La crisis de esa fe en la alternancia nos ha conducido a donde estamos. Pero el hecho, que confirman las encuestas, de que tal desconfianza no sea aún mayoritaria, abre una puerta a la esperanza, que se cerrará por muchos años si no se toman urgentemente las medidas para acabar con una nauseabunda realidad.
Así, y como en otras ocasiones a lo largo de la historia, podría ser la crisis la que sentase las bases para la renovación de la política y no para su definitivo hundimiento. Pues la crisis se traducirá muy probablemente en que, tras las elecciones generales de dentro de poco más de un año, ni el PP ni el PSOE podrán gobernar sin contar el uno con el otro.
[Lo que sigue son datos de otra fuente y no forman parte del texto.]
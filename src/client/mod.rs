//! HTTP client for the Resend transactional email API.
//!
//! This module provides a synchronous HTTP client that is driven from async contexts
//! via `tokio::task::spawn_blocking` (see [`crate::services`]). The client handles
//! authentication, status mapping and body decoding. It never retries.

use crate::config::Config;
use crate::domain::ApiKey;
use crate::error::{MailApiError, MailApiResult};
use crate::metrics::Metrics;
use crate::models::{OutboundEmail, ProviderReply, ProviderResponse};
use std::sync::Arc;
use std::time::Duration;

/// Anything that can deliver an [`OutboundEmail`] to the provider.
///
/// Implementations perform exactly one request per call. Any answer outside 2xx
/// is reported as [`MailApiError::ApiError`], so `Ok` always carries a 2xx reply.
pub trait EmailTransport: Send + Sync {
    fn send(&self, email: &OutboundEmail, api_key: &ApiKey) -> MailApiResult<ProviderReply>;
}

/// HTTP client for the Resend email API.
///
/// This client uses `ureq` for synchronous HTTP requests with a bounded
/// per-request timeout.
#[derive(Clone)]
pub struct ResendClient {
    /// Full endpoint URL for sending an email
    api_url: String,

    /// HTTP client agent
    agent: Arc<ureq::Agent>,

    /// Metrics collector
    metrics: Metrics,
}

impl ResendClient {
    /// Create a new ResendClient from configuration.
    pub fn new(config: &Config, metrics: Metrics) -> Self {
        let agent = ureq::AgentBuilder::new()
            .timeout(Duration::from_secs(config.request_timeout))
            .build();

        Self {
            api_url: config.api_url.clone(),
            agent: Arc::new(agent),
            metrics,
        }
    }

    /// Create a ResendClient with a custom endpoint (useful for testing).
    #[doc(hidden)]
    pub fn with_base_url(api_url: String) -> Self {
        let agent = ureq::AgentBuilder::new()
            .timeout(Duration::from_secs(15))
            .build();

        Self {
            api_url,
            agent: Arc::new(agent),
            metrics: Metrics::new(),
        }
    }

    /// Get a reference to the metrics collector.
    pub fn metrics(&self) -> &Metrics {
        &self.metrics
    }

    /// Execute a POST request with authentication and JSON body.
    fn post(&self, body: &serde_json::Value, api_key: &ApiKey) -> MailApiResult<ureq::Response> {
        tracing::debug!("POST {}", self.api_url);

        self.agent
            .post(&self.api_url)
            .set("Authorization", &api_key.bearer())
            .set("Content-Type", "application/json")
            .send_json(body)
            .map_err(|e| self.map_error(e))
    }

    /// Map a ureq error to a MailApiError.
    fn map_error(&self, error: ureq::Error) -> MailApiError {
        match error {
            ureq::Error::Status(status, response) => {
                let body = response.into_string().unwrap_or_default();
                MailApiError::ApiError { status, body }
            }
            ureq::Error::Transport(transport) => match transport.kind() {
                ureq::ErrorKind::ConnectionFailed => {
                    MailApiError::HttpError(format!("Connection failed: {}", transport))
                }
                ureq::ErrorKind::Io if Self::is_timeout(&transport) => {
                    MailApiError::Timeout(transport.to_string())
                }
                _ => MailApiError::HttpError(transport.to_string()),
            },
        }
    }

    /// Socket read/write timeouts surface as `TimedOut` or `WouldBlock`.
    fn is_timeout(transport: &ureq::Transport) -> bool {
        std::error::Error::source(transport)
            .and_then(|source| source.downcast_ref::<std::io::Error>())
            .map(|io| {
                matches!(
                    io.kind(),
                    std::io::ErrorKind::TimedOut | std::io::ErrorKind::WouldBlock
                )
            })
            .unwrap_or(false)
    }

    /// Read the body and keep only 2xx answers.
    fn read_reply(response: ureq::Response) -> MailApiResult<ProviderReply> {
        let status = response.status();

        let raw = response
            .into_string()
            .map_err(|e| MailApiError::HttpError(format!("Unreadable response: {}", e)))?;

        // ureq only errors on 4xx/5xx; anything else outside 2xx is still a rejection
        if !(200..300).contains(&status) {
            return Err(MailApiError::ApiError { status, body: raw });
        }

        Ok(ProviderReply {
            status,
            body: ProviderResponse::from_body(&raw),
        })
    }
}

impl EmailTransport for ResendClient {
    fn send(&self, email: &OutboundEmail, api_key: &ApiKey) -> MailApiResult<ProviderReply> {
        let body = serde_json::to_value(email)?;

        let timer = self.metrics.time_request();
        let result = self.post(&body, api_key).and_then(Self::read_reply);

        match &result {
            Ok(reply) => {
                tracing::debug!("POST {} - Success (status: {})", self.api_url, reply.status);
                timer.finish(true);
            }
            Err(e) => {
                tracing::warn!("POST {} - Error: {}", self.api_url, e);
                timer.finish(false);
            }
        }

        result
    }
}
En tal supuesto, una gran coalición de gobierno podría ser la salida si y solo si el PP y el PSOE asumieran que no tendrán otra oportunidad para evitar que nuestra política se hunda sin remedio en la italianización. Para ello sería necesario que ambos partidos renunciasen al objetivo de perpetuar los vicios del sistema y aceptasen que únicamente barriendo a fondo bajo las alfombras del poder donde durante décadas se ha acumulado la inmundicia, será posible no entrar en el caos del pluripartidismo extremo y su inevitable consecuencia: el desgobierno.
¿Cuál debería ser, por tanto, el programa regenerador de esa coalición de los dos grandes? No es difícil: desprofesionalizar la política mediante la limitación temporal de todos los mandatos representativos y un estricto régimen de incompatibilidades entre ellos, reducir los gastos de los partidos como única forma de acabar con su financiación ilegal, despolitizar las administraciones y poner en manos de funcionarios muchas decisiones que facilitan la corrupción de los políticos, descolonizar las altas instituciones del Estado que han colonizado los partidos (el Consejo del Poder Judicial, el Tribunal Constitucional de España o la Fiscalía), liberar de control político a los medios públicos de comunicación social, reformar profundamente el poder judicial para hacerlo ágil y justo socialmente, reequilibrar la carga fiscal entre rentas salariales y no salariales y luchar contra el fraude sin cuartel.
¿Es eso todo? No, pero todo eso es indispensable sin queremos evitar vernos en manos de los Berlusconi y los Beppe Grillo de la política española.